## Activity
The lines to copy from the data below are those that hold the string "config".

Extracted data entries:
---
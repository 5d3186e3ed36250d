//! gRPC service implementation for blog CRUD.
//!
//! This module defines [`BlogHandler`], the concrete implementation of the
//! [`BlogService`] gRPC service defined in `blog.proto`. Each
//! unary RPC maps to exactly one [`BlogStore`] call; `ListBlog` opens a cursor
//! and streams documents back as they are decoded.
//!
//! ## Responsibilities
//!
//! - Translate wire identifiers to store keys through [`parse_key`] and
//!   [`render_key`] only.
//! - Map store outcomes to status codes: malformed ids are `INVALID_ARGUMENT`,
//!   missing documents are `NOT_FOUND`, store failures are `INTERNAL`.
//! - Dispatch `ListBlog` cursors to [`feed_blogs`] and track the resulting
//!   streams for graceful shutdown.
//!
//! [`BlogStore`]: crate::server::store::BlogStore

use crate::server::{
    config::ServerConfig,
    service::tracker::StreamTracker,
    store::{
        BlogDocument, BlogStoreArc,
        key::{parse_key, render_key},
    },
    streaming::feeder::feed_blogs,
    telemetry::{increment_request_errors, increment_requests, record_stream_duration},
};
use blog_tonic_core::{
    Error, Result,
    proto::{
        Blog, CreateBlogRequest, CreateBlogResponse, DeleteBlogRequest, DeleteBlogResponse,
        ListBlogRequest, ListBlogResponse, ReadBlogRequest, ReadBlogResponse, UpdateBlogRequest,
        UpdateBlogResponse, blog_service_server::BlogService,
    },
};
use core::{pin::Pin, time::Duration};
use std::sync::Arc;
use tokio::sync::mpsc;
use tokio_stream::{Stream, wrappers::ReceiverStream};
use tonic::{Request, Response, Status};
use tracing::Instrument;

const CREATE: &str = "CreateBlog";
const READ: &str = "ReadBlog";
const UPDATE: &str = "UpdateBlog";
const DELETE: &str = "DeleteBlog";
const LIST: &str = "ListBlog";

/// gRPC service for blog CRUD over a [`BlogStoreArc`].
///
/// The handler holds no mutable state of its own; the store handle and the
/// stream tracker are shared, so cloning is cheap and every clone serves the
/// same data.
#[derive(Clone)]
pub struct BlogHandler {
    config: ServerConfig,
    store: BlogStoreArc,
    tracker: Arc<StreamTracker>,
}

impl BlogHandler {
    pub fn new(config: ServerConfig, store: BlogStoreArc) -> Self {
        Self {
            config,
            store,
            tracker: Arc::new(StreamTracker::new()),
        }
    }

    /// Refuses new requests and drains in-flight `ListBlog` streams.
    ///
    /// Streams still running after `shutdown_timeout` seconds are cancelled.
    pub async fn shutdown(&self) {
        self.tracker
            .shutdown(Duration::from_secs(self.config.shutdown_timeout))
            .await;
    }

    /// A missing payload is stored as a blog with empty fields.
    async fn create(&self, blog: Option<Blog>) -> Result<Blog> {
        let blog = blog.unwrap_or_default();
        let key = self.store.insert(BlogDocument::from_blog(&blog)).await?;
        Ok(blog.with_id(render_key(&key)))
    }

    async fn read(&self, blog_id: &str) -> Result<Blog> {
        let key = parse_key(blog_id)?;
        self.store
            .find(key)
            .await?
            .map(BlogDocument::into_blog)
            .ok_or_else(|| not_found(blog_id))
    }

    async fn update(&self, blog: Option<Blog>) -> Result<Blog> {
        let blog = required_blog(blog)?;
        let key = parse_key(&blog.id)?;
        self.store
            .replace(key, BlogDocument::from_blog(&blog))
            .await?
            .map(BlogDocument::into_blog)
            .ok_or_else(|| not_found(&blog.id))
    }

    async fn delete(&self, blog_id: String) -> Result<String> {
        let key = parse_key(&blog_id)?;
        match self.store.delete(key).await? {
            0 => Err(not_found(&blog_id)),
            _ => Ok(blog_id),
        }
    }
}

fn required_blog(blog: Option<Blog>) -> Result<Blog> {
    blog.ok_or_else(|| Error::InvalidRequest {
        reason: "request is missing a blog".to_string(),
    })
}

fn not_found(blog_id: &str) -> Error {
    Error::NotFound {
        id: blog_id.to_string(),
    }
}

/// Records a failed `rpc` and converts the error into its gRPC status.
fn failed(rpc: &'static str, e: Error) -> Status {
    increment_request_errors(rpc);
    tracing::warn!(rpc, "Request failed: {e}");
    e.into()
}

fn respond<T>(rpc: &'static str, result: Result<T>) -> core::result::Result<Response<T>, Status> {
    result.map(Response::new).map_err(|e| failed(rpc, e))
}

#[tonic::async_trait]
impl BlogService for BlogHandler {
    type ListBlogStream =
        Pin<Box<dyn Stream<Item = core::result::Result<ListBlogResponse, Status>> + Send>>;

    #[tracing::instrument(skip_all)]
    async fn create_blog(
        &self,
        req: Request<CreateBlogRequest>,
    ) -> core::result::Result<Response<CreateBlogResponse>, Status> {
        increment_requests(CREATE);
        let result = match self.tracker.ensure_open() {
            Ok(()) => self.create(req.into_inner().blog).await,
            Err(e) => Err(e),
        };
        if let Ok(blog) = &result {
            tracing::info!(blog_id = %blog.id, "Blog created");
        }
        respond(CREATE, result.map(|blog| CreateBlogResponse { blog: Some(blog) }))
    }

    #[tracing::instrument(skip_all, fields(blog_id = %req.get_ref().blog_id))]
    async fn read_blog(
        &self,
        req: Request<ReadBlogRequest>,
    ) -> core::result::Result<Response<ReadBlogResponse>, Status> {
        increment_requests(READ);
        let result = match self.tracker.ensure_open() {
            Ok(()) => self.read(&req.get_ref().blog_id).await,
            Err(e) => Err(e),
        };
        respond(READ, result.map(|blog| ReadBlogResponse { blog: Some(blog) }))
    }

    #[tracing::instrument(
        skip_all,
        fields(blog_id = %req.get_ref().blog.as_ref().map(|b| b.id.as_str()).unwrap_or_default())
    )]
    async fn update_blog(
        &self,
        req: Request<UpdateBlogRequest>,
    ) -> core::result::Result<Response<UpdateBlogResponse>, Status> {
        increment_requests(UPDATE);
        let result = match self.tracker.ensure_open() {
            Ok(()) => self.update(req.into_inner().blog).await,
            Err(e) => Err(e),
        };
        respond(UPDATE, result.map(|blog| UpdateBlogResponse { blog: Some(blog) }))
    }

    #[tracing::instrument(skip_all, fields(blog_id = %req.get_ref().blog_id))]
    async fn delete_blog(
        &self,
        req: Request<DeleteBlogRequest>,
    ) -> core::result::Result<Response<DeleteBlogResponse>, Status> {
        increment_requests(DELETE);
        let result = match self.tracker.ensure_open() {
            Ok(()) => self.delete(req.into_inner().blog_id).await,
            Err(e) => Err(e),
        };
        respond(DELETE, result.map(|blog_id| DeleteBlogResponse { blog_id }))
    }

    /// Streams every stored blog.
    ///
    /// The cursor is opened before the response is returned, so a failing
    /// query surfaces as the call's status. After that, documents are pushed
    /// through a channel of `stream_buffer_size` by a spawned feeder task that
    /// owns the cursor; a slow client applies backpressure to the cursor.
    #[tracing::instrument(skip_all)]
    async fn list_blog(
        &self,
        _req: Request<ListBlogRequest>,
    ) -> core::result::Result<Response<Self::ListBlogStream>, Status> {
        let start = std::time::Instant::now();
        increment_requests(LIST);

        let opened = match self.tracker.enter() {
            Ok(guard) => self.store.list().await.map(|cursor| (guard, cursor)),
            Err(e) => Err(e),
        };
        let (guard, cursor) = opened.map_err(|e| failed(LIST, e))?;

        let (resp_tx, resp_rx) =
            mpsc::channel::<core::result::Result<ListBlogResponse, Status>>(
                self.config.stream_buffer_size,
            );
        let shutdown = self.tracker.token().clone();

        let fut = async move {
            // Held until the feeder exits so shutdown can wait on it.
            let _guard = guard;
            match feed_blogs(cursor, resp_tx, shutdown).await {
                Ok(sent) => {
                    record_stream_duration(start.elapsed().as_millis() as f64);
                    tracing::debug!(sent, "ListBlog stream complete");
                }
                Err(e) => {
                    increment_request_errors(LIST);
                    tracing::warn!("ListBlog stream ended early: {e}");
                }
            }
        };
        tokio::spawn(fut.instrument(tracing::info_span!("streaming")));

        Ok(Response::new(Box::pin(ReceiverStream::new(resp_rx))))
    }
}
//! MongoDB-backed [`BlogStore`].

use super::{BlogCursor, BlogDocument, BlogStore};
use async_trait::async_trait;
use blog_tonic_core::{Error, Result};
use bson::{doc, oid::ObjectId};
use futures::StreamExt;
use mongodb::{Client, Collection, options::ReturnDocument};

/// Blog store over a single MongoDB collection.
///
/// The collection handle is created once at startup and shared read-only by
/// every request; the driver owns connection pooling.
#[derive(Debug, Clone)]
pub struct MongoBlogStore {
    client: Client,
    collection: Collection<BlogDocument>,
}

impl MongoBlogStore {
    /// Connects to `uri` and verifies the connection with a `ping`.
    ///
    /// # Errors
    ///
    /// Returns `Store` if the URI is invalid or the server does not answer.
    pub async fn connect(uri: &str, database: &str, collection: &str) -> Result<Self> {
        tracing::info!("Connecting to MongoDB at {uri}");

        let client = Client::with_uri_str(uri)
            .await
            .map_err(store_error("failed to connect to MongoDB"))?;

        client
            .database(database)
            .run_command(doc! { "ping": 1 })
            .await
            .map_err(store_error("MongoDB ping failed"))?;

        tracing::info!("Connected to MongoDB collection '{database}.{collection}'");

        let collection = client.database(database).collection(collection);
        Ok(Self { client, collection })
    }
}

fn store_error(context: &'static str) -> impl FnOnce(mongodb::error::Error) -> Error {
    move |e| Error::Store {
        context: format!("{context}: {e}"),
    }
}

#[async_trait]
impl BlogStore for MongoBlogStore {
    async fn insert(&self, doc: BlogDocument) -> Result<ObjectId> {
        let res = self
            .collection
            .insert_one(doc)
            .await
            .map_err(store_error("cannot insert blog"))?;

        res.inserted_id
            .as_object_id()
            .ok_or_else(|| Error::UnexpectedKey {
                context: format!("inserted id {} is not an ObjectId", res.inserted_id),
            })
    }

    async fn find(&self, id: ObjectId) -> Result<Option<BlogDocument>> {
        self.collection
            .find_one(doc! { "_id": id })
            .await
            .map_err(store_error("cannot read blog"))
    }

    async fn replace(&self, id: ObjectId, doc: BlogDocument) -> Result<Option<BlogDocument>> {
        let replacement = BlogDocument { id: None, ..doc };
        self.collection
            .find_one_and_replace(doc! { "_id": id }, replacement)
            .return_document(ReturnDocument::After)
            .await
            .map_err(store_error("cannot update blog"))
    }

    async fn delete(&self, id: ObjectId) -> Result<u64> {
        let res = self
            .collection
            .delete_one(doc! { "_id": id })
            .await
            .map_err(store_error("cannot delete blog"))?;
        Ok(res.deleted_count)
    }

    async fn list(&self) -> Result<BlogCursor> {
        let cursor = self
            .collection
            .find(doc! {})
            .await
            .map_err(store_error("cannot list blogs"))?;

        Ok(Box::pin(cursor.map(|item| {
            item.map_err(store_error("error while decoding blog"))
        })))
    }

    async fn close(&self) {
        tracing::info!("Closing the MongoDB connection");
        self.client.clone().shutdown().await;
    }
}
---
## Reply to the exercise
    config::ServerConfig,
    config: ServerConfig,
    pub fn new(config: ServerConfig, store: BlogStoreArc) -> Self {
            config,
            .shutdown(Duration::from_secs(self.config.shutdown_timeout))
                self.config.stream_buffer_size,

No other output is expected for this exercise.